Mechanisms of Heat Loss

• Radiation: Emission of heat to and from the skin through electromagnetic waves, proportional to the temperature difference between the body surface and environment.
• Conduction: Intermolecular thermal heat transfer between the skin and air. It occurs more rapidly when immersed in water.
• Convection: Heat loss or gain through the movement of air or water over the body. Air carries heat away from the body by convection.
• Evaporation: Water evaporation from skin and the respiratory tract carries a large amount of heat, due to the energy required to transform water from liquid to gas.

Role of the Hypothalamus

• It's the temperature control center.
• The preoptic area of the anterior hypothalamus is heat-sensitive and cold-sensitive.
• Skin and deep body temperature receptors mainly detect cold temperatures
• Functions to prevent hypothermia.
• The posterior hypothalamus receives input from the anterior hypothalamus and peripheral temp receptors to elicit mainly heat producing and heat conserving reactions.

Mechanisms to Decrease Temperature

• Vasodilation: Transfers heat to the skin, inhibited by sympathetic centers in the posterior hypothalamus.
• Sweating: Evaporative heat loss stimulated by the preoptic area of the hypothalamus via sympathetic cholinergic fibers, with circulating epinephrine and norepinephrine during exercise.
• Decreased heat production: Mechanisms like shivering and chemical thermogenesis are inhibited.

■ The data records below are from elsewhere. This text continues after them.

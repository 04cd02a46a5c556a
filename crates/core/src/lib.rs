//! # pf-core
//!
//! Plugin process supervision and pipeline run execution for pipeflow.
//!
//! This crate provides:
//! - Spawning and handshaking plugin executables ([`supervisor`])
//! - The framed RPC connection to a running plugin ([`channel`])
//! - The per-run state machine driving step execution ([`session`])
//! - The pipeline-id to plugin-descriptor cache ([`registry`])
//! - The consumed job/result sink interface ([`sink`])
//! - The engine composing all of the above for one run ([`engine`])
//! - Configuration loading ([`config`])

pub mod channel;
pub mod config;
pub mod engine;
pub mod registry;
pub mod session;
pub mod sink;
pub mod supervisor;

Mechanisms to Increase Temperature

• Vasoconstriction: Impedes heat transfer to the skin, stimulated by sympathetic centers in the posterior hypothalamus.
• Piloerection: Usually not important in humans.
• Increased heat production: Shivering involves synchronous, rhythmic contractions of antagonistic muscles.
• Non-shivering thermogenesis: Sympathetic stimulation increases levels of norepinephrine and epinephrine, with increased thyroxine during long-term cold exposure.

Concept of a "Set-Point"

• The body attempts to maintain a critical core temperature of about 37.1°C.
• Thermoregulation attempts to bring the body temperature back to this set point level.

Pyrogens

• Pyrogens are circulating factors that cause fever.
• Bacteria may release exogenous pyrogens, such as lipopolysaccharides (endotoxins).
• The unifying cause of fever during infection is the release of small proteins called endogenous pyrogens from macrophages and other immune cells.
• Endogenous pyrogens includes cytokines such as interleukins and tumor necrosis factor.
• These endogenous pyrogens can activate vagal afferents to the hypothalamus or directly alter the hypothalamic set point for temperature.
• Pyrogens can signal the hypothalamus despite the blood-brain barrier.

Fever Resetting

• Pyrogens can directly reset the set-point

• Bacteria and lipopolysaccharides are pyrogens

• Pyrogens from degenerating tissues

• Pyrogens can indirectly reset-point

• Interleukin-1 is released from phagocytes.

• IL-1 raises the set-point by increasing prostaglandin production (mainly E2).

Heat Stroke

• Occurs when body temperature rises above 42-44°C.
• Malfunction of the preoptic temperature control causes sweating to cease.
• Rising body temperature increases metabolism resulting in ore heat being generated.

Heatstroke Symptoms

• High body temperature of 40°C or higher.
• Altered mental state or behavior includes confusion, agitation, slurred speech, irritability, delirium, seizures and coma.
• Alteration in sweating, in heatstroke, brought on by hot weather, causing skin to be hot and dry to the touch, or moist in heatstroke from strenuous exercise.
• Other symptoms include nausea and vomiting, flushed skin, rapid breathing, racing heart rate, and headache.

Description

Explore the regulation of human body temperature, including core and skin temperatures and the mechanisms of heat transfer. Understand short-term responses to heat and cold. Learn about adaptations to different environments and the mechanisms behind fever.